Exploring the Association between Gambling-Related Offenses, Substance Use, Psychiatric Comorbidities, and Treatment Outcome
- PMID: 36012908
- PMCID: PMC9410088
- DOI: 10.3390/jcm11164669
Exploring the Association between Gambling-Related Offenses, Substance Use, Psychiatric Comorbidities, and Treatment Outcome
Abstract
Several studies have explored the association between gambling disorder (GD) and gambling-related crimes. However, it is still unclear how the commission of these offenses influences treatment outcomes. In this longitudinal study we sought: (1) to explore sociodemographic and clinical differences (e.g., psychiatric comorbidities) between individuals with GD who had committed gambling-related illegal acts (differentiating into those who had had legal consequences (n = 31) and those who had not (n = 55)), and patients with GD who had not committed crimes (n = 85); and (2) to compare the treatment outcome of these three groups, considering dropouts and relapses. Several sociodemographic and clinical variables were assessed, including the presence of substance use, and comorbid mental disorders. Patients received 16 sessions of cognitive-behavioral therapy. Patients who reported an absence of gambling-related illegal behavior were older, and showed the lowest GD severity, the most functional psychopathological state, the lowest impulsivity levels, and a more adaptive personality profile. Patients who had committed offenses with legal consequences presented the highest risk of dropout and relapses, higher number of psychological symptoms, higher likelihood of any other mental disorders, and greater prevalence of tobacco and illegal drugs use. Our findings uphold that patients who have committed gambling-related offenses show a more complex clinical profile that may interfere with their adherence to treatment.

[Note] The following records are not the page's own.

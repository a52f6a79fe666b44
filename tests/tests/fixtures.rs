// Copyright (c) 2022-2023 The MobileCoin Foundation

use std::sync::{
    atomic::{AtomicUsize, Ordering},
    Arc,
};

use ledger_mavryk::MavrykClient;
use mavryk_sim::Model;
use mavryk_tests::{
    fixtures::{standard, FixtureError, FixtureRegistry, Fixtures},
    MavrykNavigator,
};

use helpers::{mock_base, MockBackend};

#[test]
fn order_dependencies_first() {
    let mut r = FixtureRegistry::new();
    r.register("c", &["b", "a"], |_| Ok(3u32));
    r.register("b", &["a"], |_| Ok(2u32));
    r.register("a", &["seed"], |_| Ok(1u32));
    r.register("unused", &[], |_| Ok(0u32));

    let base = Fixtures::new().with("seed", 0u32);

    assert_eq!(r.order(&["c"], &base).unwrap(), vec!["a", "b", "c"]);
    assert_eq!(r.order(&["b", "unused"], &base).unwrap(), vec!["a", "unused", "b"]);
}

#[test]
fn resolve_passes_values() {
    let mut r = FixtureRegistry::new();
    r.register("double", &["value"], |f| Ok(*f.get::<u32>("value")? * 2));
    r.register("label", &["double"], |f| {
        Ok(format!("{}", f.get::<u32>("double")?))
    });

    let f = r
        .resolve(&["label"], Fixtures::new().with("value", 21u32))
        .unwrap();

    assert_eq!(*f.get::<String>("label").unwrap(), "42");
    assert_eq!(*f.get::<u32>("double").unwrap(), 42);
}

#[test]
fn cycle_rejected() {
    let mut r = FixtureRegistry::new();
    r.register("a", &["b"], |_| Ok(()));
    r.register("b", &["c"], |_| Ok(()));
    r.register("c", &["a"], |_| Ok(()));

    match r.resolve(&["a"], Fixtures::new()) {
        Err(FixtureError::Cycle(c)) => assert_eq!(c, vec!["a", "b", "c"]),
        Err(e) => panic!("unexpected error: {e}"),
        Ok(_) => panic!("cycle resolved"),
    }
}

#[test]
fn missing_and_unknown() {
    let mut r = FixtureRegistry::new();
    r.register("a", &["backend"], |_| Ok(()));

    assert!(matches!(
        r.resolve(&["a"], Fixtures::new()),
        Err(FixtureError::Missing { fixture, name }) if fixture == "a" && name == "backend"
    ));

    assert!(matches!(
        r.resolve(&["b"], Fixtures::new()),
        Err(FixtureError::Unknown(n)) if n == "b"
    ));
}

#[test]
fn type_and_setup_errors() {
    let mut r = FixtureRegistry::new();
    r.register("wrong", &["value"], |f| {
        Ok(f.get::<String>("value")?.as_ref().clone())
    });
    r.register("failing", &[], |_| -> anyhow::Result<()> {
        anyhow::bail!("no device")
    });

    let base = Fixtures::new().with("value", 1u32);

    assert!(matches!(
        r.resolve(&["wrong"], base.clone()),
        Err(FixtureError::Type(n)) if n == "value"
    ));
    assert!(matches!(
        r.resolve(&["failing"], base),
        Err(FixtureError::Setup { name, .. }) if name == "failing"
    ));
}

#[test]
fn absent_value_lookup() {
    let f = Fixtures::new().with("value", 1u32);

    match f.get::<u32>("other") {
        Err(FixtureError::NotFound(n)) => assert_eq!(n, "other"),
        Err(e) => panic!("unexpected error: {e}"),
        Ok(_) => panic!("absent value found"),
    }

    // Lookups inside a factory keep the absent name
    let mut r = FixtureRegistry::new();
    r.register("reader", &[], |f| Ok(*f.get::<u32>("value")?));

    assert!(matches!(
        r.resolve(&["reader"], Fixtures::new()),
        Err(FixtureError::NotFound(n)) if n == "value"
    ));
}

#[test]
fn fresh_instance_per_resolution() {
    let count = Arc::new(AtomicUsize::new(0));

    let mut r = FixtureRegistry::new();
    let c = count.clone();
    r.register("counter", &[], move |_| Ok(c.fetch_add(1, Ordering::SeqCst)));

    let a = r.resolve(&["counter"], Fixtures::new()).unwrap();
    let b = r.resolve(&["counter"], Fixtures::new()).unwrap();

    assert_eq!(*a.get::<usize>("counter").unwrap(), 0);
    assert_eq!(*b.get::<usize>("counter").unwrap(), 1);
    assert_eq!(count.load(Ordering::SeqCst), 2);
}

#[test]
fn standard_registrations() {
    let r = standard::<MockBackend>();

    assert_eq!(r.dependencies("client"), Some(vec!["backend"]));
    assert_eq!(
        r.dependencies("mavryk_navigator"),
        Some(vec![
            "backend",
            "device",
            "client",
            "navigator",
            "golden_run",
            "test_name"
        ])
    );
}

#[test]
fn standard_navigator_composition() {
    let (b, base) = mock_base(Model::NanoSP, &["a"], "test_compose");
    let r = standard::<MockBackend>();

    let f = r.resolve(&["mavryk_navigator"], base.clone()).unwrap();
    let n = f
        .get::<MavrykNavigator<MockBackend>>("mavryk_navigator")
        .unwrap();

    assert_eq!(n.test_name(), "test_compose");
    assert!(!n.golden_run());
    assert_eq!(n.device().model, Model::NanoSP);
    assert!(Arc::ptr_eq(n.backend(), &b));
    assert!(Arc::ptr_eq(n.client().transport(), &b));

    // Each resolution constructs a new client over the same backend
    let g = r.resolve(&["client"], base).unwrap();
    let c = g.get::<MavrykClient<MockBackend>>("client").unwrap();
    let c0 = f.get::<MavrykClient<MockBackend>>("client").unwrap();

    assert!(!Arc::ptr_eq(&c, &c0));
    assert!(Arc::ptr_eq(c.transport(), c0.transport()));
}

Keywords: dropout; gambling disorder; gambling-related offenses; impulsivity; personality; psychiatric comorbidity; psychopathology; relapse; substance use.
Conflict of interest statement
F.F.-A. received consultancy honoraria from Novo Nordisk and editorial honoraria as EIC from Wiley. The rest of the authors declare no conflict of interest. The funders had no role in the design of the study; in the collection, analyses, or interpretation of data; in the writing of the manuscript, or in the decision to publish the results.